Supplied records below:
use serde::{Deserialize, Serialize};
use validator::Validate;

/// Parameters accepted by the blog listing route
///
/// Read from the query string, and on POST also from a JSON or form body.
/// `search` is free text and never rejected.
#[derive(Debug, Clone, Default, Serialize, Deserialize, Validate)]
pub struct BlogListRequest {
    #[serde(default)]
    pub search: Option<String>,
    #[validate(range(min = 1))]
    #[serde(default)]
    pub limit: Option<u32>,
    #[validate(range(min = 1))]
    #[serde(default)]
    pub page: Option<u32>,
}

impl BlogListRequest {
    /// Fill fields unset on `self` from `fallback`
    pub fn or(self, fallback: BlogListRequest) -> Self {
        Self {
            search: self.search.or(fallback.search),
            limit: self.limit.or(fallback.limit),
            page: self.page.or(fallback.page),
        }
    }
}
End of Supplied records.
* _Instructions for the task_
Filter the entries down to the lines with the word "Serialize" in them.

* _Solved problem_
use serde::{Deserialize, Serialize};
#[derive(Debug, Clone, Default, Serialize, Deserialize, Validate)]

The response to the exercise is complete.